I got to work on a Python code-base in the last days and have been struggling to get to a stable development environment. I learned some lessons along the way. Here is one of them, as it seems to be rather common and causes headaches for many people (a simple search has a whopping half a million hits on Google).
ModuleNotFoundError: No module named '_lzma'
I found this error at the bottom of a very long stack trace after running a unit test. That was suprising as the tests had worked fine before. I stashed all current changes, but the error persisted. I recognized that the lzma module is part of the standard library. I could not find the module _lzma though. It turned out that the problem could be reproduced with a simple import statement:
So somehow the Python installation was defective.🤔
It turns out that there is a hint in the name of the module: Starting a module name with an underscore seems weird as it starts with an underscore. That is no coincidence as PEP8 states:
When an extension module written in C or C++ has an accompanying Python module that provides a higher level (e.g. more object oriented) interface, the C/C++ module has a leading underscore (e.g. _socket).

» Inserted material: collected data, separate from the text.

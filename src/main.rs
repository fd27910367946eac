//! Transcript Layout CLI
//!
//! Usage:
//!   transcript-layout align --transcript <FILE> --groupings <FILE> [--max-chars N]
//!   transcript-layout pack [--config <FILE>] [--seed N] [WORD]... [--words-file <FILE>]
//!   transcript-layout wrap [--config <FILE>] [--max-chars N] <TEXT>
//!
//! Set RUST_LOG (e.g. `RUST_LOG=debug`) for diagnostics on stderr.

use std::fs;
use std::path::{Path, PathBuf};
use std::process;

use clap::{Parser, Subcommand};
use serde::Serialize;

use transcript_layout::align::{Aligner, LineTiming};
use transcript_layout::layout::{self, CachedMeasure, MonospaceMeasure, OrientationPolicy};
use transcript_layout::{
    groupings, transcript, wrap_lines, Grouping, InputFormat, ProjectConfig, TranscriptWord,
};

#[derive(Parser)]
#[command(name = "transcript-layout")]
#[command(about = "Align text groupings to a transcript and pack words into a frame")]
struct Cli {
    /// Project configuration (TOML)
    #[arg(short, long, global = true)]
    config: Option<PathBuf>,

    #[command(subcommand)]
    command: Command,
}

#[derive(Subcommand)]
enum Command {
    /// Find the start and end time of each grouping
    Align {
        /// Word-level transcript (.json, or plain text lines of `word start end`)
        #[arg(short, long)]
        transcript: PathBuf,

        /// Groupings (.json records, or one grouping per line)
        #[arg(short, long)]
        groupings: PathBuf,

        /// Also split each grouping into wrapped lines with their own timings
        #[arg(long)]
        max_chars: Option<usize>,
    },

    /// Pack words into the configured container
    Pack {
        /// Words to pack, in order
        words: Vec<String>,

        /// Read whitespace-separated words from a file instead
        #[arg(long, conflicts_with = "words")]
        words_file: Option<PathBuf>,

        /// Seed for the random orientation tie-break
        #[arg(long)]
        seed: Option<u64>,

        /// Override the orientation tie-break
        #[arg(long, value_parser = parse_orientation)]
        orientation: Option<OrientationPolicy>,
    },

    /// Wrap text to the character budget
    Wrap {
        text: String,

        #[arg(long)]
        max_chars: Option<usize>,
    },
}

#[derive(Serialize)]
struct AlignedRecord<'a> {
    #[serde(flatten)]
    grouping: &'a Grouping,
    start_time: f64,
    end_time: f64,
    words: &'a [TranscriptWord],
    #[serde(skip_serializing_if = "Option::is_none")]
    lines: Option<Vec<LineTiming>>,
}

fn parse_orientation(value: &str) -> Result<OrientationPolicy, String> {
    match value {
        "random" => Ok(OrientationPolicy::Random),
        "horizontal" => Ok(OrientationPolicy::Horizontal),
        "vertical" => Ok(OrientationPolicy::Vertical),
        other => Err(format!(
            "unknown orientation '{}' (expected random, horizontal or vertical)",
            other
        )),
    }
}

fn init_tracing() {
    use tracing_subscriber::EnvFilter;

    let filter = EnvFilter::try_from_default_env().unwrap_or_else(|_| EnvFilter::new("warn"));
    let _ = tracing_subscriber::fmt()
        .with_env_filter(filter)
        .with_writer(std::io::stderr)
        .compact()
        .try_init();
}

fn main() {
    init_tracing();
    let cli = Cli::parse();

    let config = match &cli.config {
        Some(path) => match ProjectConfig::from_file(path) {
            Ok(c) => c,
            Err(e) => {
                eprintln!("Error loading config '{}': {}", path.display(), e);
                process::exit(1);
            }
        },
        None => ProjectConfig::default(),
    };

    match cli.command {
        Command::Align {
            transcript,
            groupings,
            max_chars,
        } => run_align(&transcript, &groupings, max_chars),
        Command::Pack {
            words,
            words_file,
            seed,
            orientation,
        } => run_pack(config, words, words_file, seed, orientation),
        Command::Wrap { text, max_chars } => {
            let config = match max_chars {
                Some(max_chars) => config.with_max_chars_per_line(max_chars),
                None => config,
            };
            for line in wrap_lines(&text, config.max_chars_per_line) {
                println!("{}", line);
            }
        }
    }
}

fn read_or_exit(path: &Path) -> String {
    match fs::read_to_string(path) {
        Ok(content) => content,
        Err(e) => {
            eprintln!("Error reading file '{}': {}", path.display(), e);
            process::exit(1);
        }
    }
}

fn run_align(transcript_path: &Path, groupings_path: &Path, max_chars: Option<usize>) {
    let source = read_or_exit(transcript_path);
    let format = InputFormat::from_path(transcript_path);
    let words = match transcript::parse(&source, format, transcript_path) {
        Ok(words) => words,
        Err(e) => {
            let filename = transcript_path.display().to_string();
            eprintln!("Error in transcript '{}':\n{}", filename, e.format(&source, &filename));
            process::exit(1);
        }
    };

    let groupings = match groupings::load(groupings_path) {
        Ok(g) => g,
        Err(e) => {
            eprintln!("Error: {}", e);
            process::exit(1);
        }
    };

    let report = Aligner::new(&words).align(&groupings);
    if !report.is_complete() {
        eprintln!(
            "Warning: {} of {} groupings were not found in the transcript",
            report.misses.len(),
            groupings.len()
        );
    }

    let records: Vec<AlignedRecord> = report
        .results
        .iter()
        .map(|result| {
            let grouping = &groupings[result.grouping_index];
            let lines = max_chars.map(|max| result.line_timings(&wrap_lines(&grouping.text, max)));
            AlignedRecord {
                grouping,
                start_time: result.start_time,
                end_time: result.end_time,
                words: &result.words,
                lines,
            }
        })
        .collect();

    print_json(&records);
}

fn run_pack(
    config: ProjectConfig,
    words: Vec<String>,
    words_file: Option<PathBuf>,
    seed: Option<u64>,
    orientation: Option<OrientationPolicy>,
) {
    let words: Vec<String> = match words_file {
        Some(path) => read_or_exit(&path)
            .split_whitespace()
            .map(str::to_string)
            .collect(),
        None => words,
    };

    let mut packing = config.packing;
    if let Some(seed) = seed {
        packing = packing.with_seed(seed);
    }
    if let Some(orientation) = orientation {
        packing = packing.with_orientation(orientation);
    }

    let measure = CachedMeasure::new(MonospaceMeasure::default());
    let packed = layout::pack_with_config(&words, &packing, &measure);
    tracing::debug!(
        words = words.len(),
        distinct = measure.len(),
        shelves = packed.shelf_count(),
        "packed words"
    );
    for dropped in &packed.dropped {
        eprintln!("Warning: word '{}' cannot fit, skipped", dropped.label);
    }
    print_json(&packed.placements());
}

fn print_json<T: Serialize + ?Sized>(value: &T) {
    match serde_json::to_string_pretty(value) {
        Ok(json) => println!("{}", json),
        Err(e) => {
            eprintln!("Error encoding output: {}", e);
            process::exit(1);
        }
    }
}
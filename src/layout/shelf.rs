//! Single-pass shelf packing
//!
//! Labels are placed left to right on horizontal shelves, in input order. When
//! a label does not fit on the current shelf, a new shelf opens directly below
//! the tallest footprint of the current one. Labels that fit nowhere are dropped.
//!
//! Positions are computed with a top-left origin and y pointing down, then
//! converted once to the center-origin, y-up convention of the host.

use serde::Serialize;

use super::measure::{MeasureText, TextStyle};
use super::orientation::OrientationChooser;
use super::transform::to_center_origin;
use super::types::{BoundingBox, Container, Orientation, Placement, Size};

/// Scratch state for one packing run
#[derive(Debug, Clone, Copy, PartialEq, Default)]
pub struct ShelfState {
    pub cursor_x: f64,
    pub shelf_y: f64,
    pub shelf_height: f64,
}

impl ShelfState {
    /// Top edge of the shelf that would open below this one
    pub fn next_shelf_y(&self) -> f64 {
        self.shelf_y + self.shelf_height
    }

    fn open_next_shelf(&mut self) {
        self.shelf_y = self.next_shelf_y();
        self.cursor_x = 0.0;
        self.shelf_height = 0.0;
    }
}

/// A label the packer could not fit anywhere
#[derive(Debug, Clone, PartialEq, Serialize)]
pub struct DroppedLabel {
    pub index: usize,
    pub label: String,
    pub size: Size,
}

/// A placement before coordinate conversion
#[derive(Debug, Clone, PartialEq)]
pub struct ShelfPlacement {
    pub index: usize,
    pub label: String,
    pub orientation: Orientation,
    /// Occupied size after rotation, without padding
    pub size: Size,
    /// Padded box in top-left coordinates
    pub footprint: BoundingBox,
    pub shelf: usize,
}

impl ShelfPlacement {
    /// Center of the unpadded rectangle in top-left coordinates
    pub fn center(&self) -> (f64, f64) {
        (
            self.footprint.x + self.size.width / 2.0,
            self.footprint.y + self.size.height / 2.0,
        )
    }
}

/// Result of a packing run
#[derive(Debug, Clone, PartialEq)]
pub struct PackedLayout {
    pub container: Container,
    /// Placements in input order, in top-left coordinates
    pub shelf_placements: Vec<ShelfPlacement>,
    pub dropped: Vec<DroppedLabel>,
}

impl PackedLayout {
    /// Placements converted to the center-origin, y-up convention
    pub fn placements(&self) -> Vec<Placement> {
        self.shelf_placements
            .iter()
            .map(|p| {
                let (x, y) = p.center();
                let (center_x, center_y) = to_center_origin(x, y, &self.container);
                Placement {
                    label: p.label.clone(),
                    center_x,
                    center_y,
                    width: p.size.width,
                    height: p.size.height,
                    rotation: p.orientation.degrees(),
                }
            })
            .collect()
    }

    /// Number of shelves holding at least one placement
    pub fn shelf_count(&self) -> usize {
        self.shelf_placements
            .last()
            .map(|p| p.shelf + 1)
            .unwrap_or(0)
    }

    pub fn is_complete(&self) -> bool {
        self.dropped.is_empty()
    }
}

/// Shelf packer for one container and text style
pub struct ShelfPacker<'m, M: ?Sized> {
    container: Container,
    style: TextStyle,
    measure: &'m M,
}

impl<'m, M: MeasureText + ?Sized> ShelfPacker<'m, M> {
    pub fn new(container: Container, style: TextStyle, measure: &'m M) -> Self {
        Self {
            container,
            style,
            measure,
        }
    }

    /// Pack `labels` in order, asking `chooser` whenever both orientations fit
    pub fn pack<I, S, C>(&self, labels: I, chooser: &mut C) -> PackedLayout
    where
        I: IntoIterator<Item = S>,
        S: AsRef<str>,
        C: OrientationChooser + ?Sized,
    {
        let container = self.container;
        let mut state = ShelfState::default();
        let mut shelf_index = 0;
        let mut shelf_placements = Vec::new();
        let mut dropped = Vec::new();

        for (index, label) in labels.into_iter().enumerate() {
            let label = label.as_ref();
            let size = self.measure.measure(label, &self.style);

            loop {
                let fits = |orientation: Orientation, at: &ShelfState| {
                    let footprint = orientation.apply(size).padded(container.padding);
                    at.cursor_x + footprint.width <= container.width
                        && at.shelf_y + footprint.height <= container.height
                };
                let horizontal = fits(Orientation::Horizontal, &state);
                let vertical = fits(Orientation::Vertical, &state);

                let orientation = match (horizontal, vertical) {
                    (true, true) => Some(chooser.choose(label)),
                    (true, false) => Some(Orientation::Horizontal),
                    (false, true) => Some(Orientation::Vertical),
                    (false, false) => None,
                };

                if let Some(orientation) = orientation {
                    let placed = orientation.apply(size);
                    let footprint = placed.padded(container.padding);
                    let bounds = BoundingBox::new(
                        state.cursor_x,
                        state.shelf_y,
                        footprint.width,
                        footprint.height,
                    );
                    state.cursor_x += footprint.width;
                    state.shelf_height = state.shelf_height.max(footprint.height);

                    tracing::debug!(
                        label = %label,
                        x = bounds.x,
                        y = bounds.y,
                        rotation = orientation.degrees(),
                        shelf = shelf_index,
                        "placed label"
                    );
                    shelf_placements.push(ShelfPlacement {
                        index,
                        label: label.to_string(),
                        orientation,
                        size: placed,
                        footprint: bounds,
                        shelf: shelf_index,
                    });
                    break;
                }

                let next = ShelfState {
                    cursor_x: 0.0,
                    shelf_y: state.next_shelf_y(),
                    shelf_height: 0.0,
                };
                let fits_on_next_shelf = fits(Orientation::Horizontal, &next)
                    || fits(Orientation::Vertical, &next);

                // An empty shelf reopening at the same spot would retry forever
                let is_new_position = state.cursor_x > 0.0 || state.shelf_height > 0.0;

                if fits_on_next_shelf && is_new_position {
                    state.open_next_shelf();
                    shelf_index += 1;
                    continue;
                }

                tracing::warn!(
                    label = %label,
                    width = size.width,
                    height = size.height,
                    "label cannot fit in container, skipping"
                );
                dropped.push(DroppedLabel {
                    index,
                    label: label.to_string(),
                    size,
                });
                break;
            }
        }

        PackedLayout {
            container,
            shelf_placements,
            dropped,
        }
    }
}

/// Pack `labels` into `container` in one call
pub fn pack<I, S, M, C>(
    labels: I,
    container: Container,
    style: &TextStyle,
    measure: &M,
    chooser: &mut C,
) -> PackedLayout
where
    I: IntoIterator<Item = S>,
    S: AsRef<str>,
    M: MeasureText + ?Sized,
    C: OrientationChooser + ?Sized,
{
    ShelfPacker::new(container, style.clone(), measure).pack(labels, chooser)
}
//! Tie-break strategies for when a word fits both ways

use rand::rngs::StdRng;
use rand::{Rng, SeedableRng};
use serde::{Deserialize, Serialize};

use super::types::Orientation;

/// Picks an orientation for a label that fits both horizontally and vertically
pub trait OrientationChooser {
    fn choose(&mut self, label: &str) -> Orientation;
}

impl<F> OrientationChooser for F
where
    F: FnMut(&str) -> Orientation,
{
    fn choose(&mut self, label: &str) -> Orientation {
        self(label)
    }
}

/// Always pick the same orientation
#[derive(Debug, Clone, Copy, PartialEq, Eq)]
pub struct AlwaysOrientation(pub Orientation);

impl OrientationChooser for AlwaysOrientation {
    fn choose(&mut self, _label: &str) -> Orientation {
        self.0
    }
}

/// Pick uniformly at random between the two orientations
#[derive(Debug, Clone)]
pub struct RandomOrientation {
    rng: StdRng,
}

impl RandomOrientation {
    /// Seeded from the operating system
    pub fn from_os_rng() -> Self {
        Self {
            rng: StdRng::from_os_rng(),
        }
    }

    /// Reproducible sequence of choices
    pub fn seeded(seed: u64) -> Self {
        Self {
            rng: StdRng::seed_from_u64(seed),
        }
    }
}

impl OrientationChooser for RandomOrientation {
    fn choose(&mut self, _label: &str) -> Orientation {
        if self.rng.random_bool(0.5) {
            Orientation::Horizontal
        } else {
            Orientation::Vertical
        }
    }
}

/// Tie-break policy as written in configuration files
#[derive(Debug, Clone, Copy, PartialEq, Eq, Default, Serialize, Deserialize)]
#[serde(rename_all = "lowercase")]
pub enum OrientationPolicy {
    #[default]
    Random,
    Horizontal,
    Vertical,
}

impl OrientationPolicy {
    /// Build the chooser for this policy; `seed` only affects `Random`
    pub fn chooser(self, seed: Option<u64>) -> Box<dyn OrientationChooser> {
        match self {
            OrientationPolicy::Random => match seed {
                Some(seed) => Box::new(RandomOrientation::seeded(seed)),
                None => Box::new(RandomOrientation::from_os_rng()),
            },
            OrientationPolicy::Horizontal => Box::new(AlwaysOrientation(Orientation::Horizontal)),
            OrientationPolicy::Vertical => Box::new(AlwaysOrientation(Orientation::Vertical)),
        }
    }
}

So the Python installation missed an extension module not written in C. I used pyenv to install and manage Python versions. This seems to be a popular choice. But it turns out there is a gotcha to be found in the documentation:
pyenv will try its best to download and compile the wanted Python version, but sometimes compilation fails because of unmet system dependencies, or compilation succeeds but the new Python version exhibits weird failures at runtime.
The document then lists the recommended build environment for different environments. This is the recommendation of packages for my system of choice (Debian/Ubuntu):
sudo apt-get update sudo apt-get install make build-essential libssl-dev zlib1g-dev \ libbz2-dev libreadline-dev libsqlite3-dev wget curl llvm \ libncursesw5-dev xz-utils tk-dev libxml2-dev libxmlsec1-dev libffi-dev liblzma-dev
Quite a big list and while some of those dependencies are pretty common others are rather exotic. If any of those dependencies are missing, then you also might be in for those weird failures at runtime.
The solution involves two steps:
Find the missing system dependencies.
Recompile the dependency.
So in the case of a Python installation through pyenv this means removing the faulty installation, installing the dependencies above and then reinstalling aka recompiling Python.
As a side note I think this is part of why Conda became quite popular: As it ships many (binary) dependencies problems like this one are largely avoided. It should also be stated that Python's ability to create easy interfaces for mainly C/C++ libraries is a strength that gives it a lot of reach and part of the reason it became so big in Data Science and ML.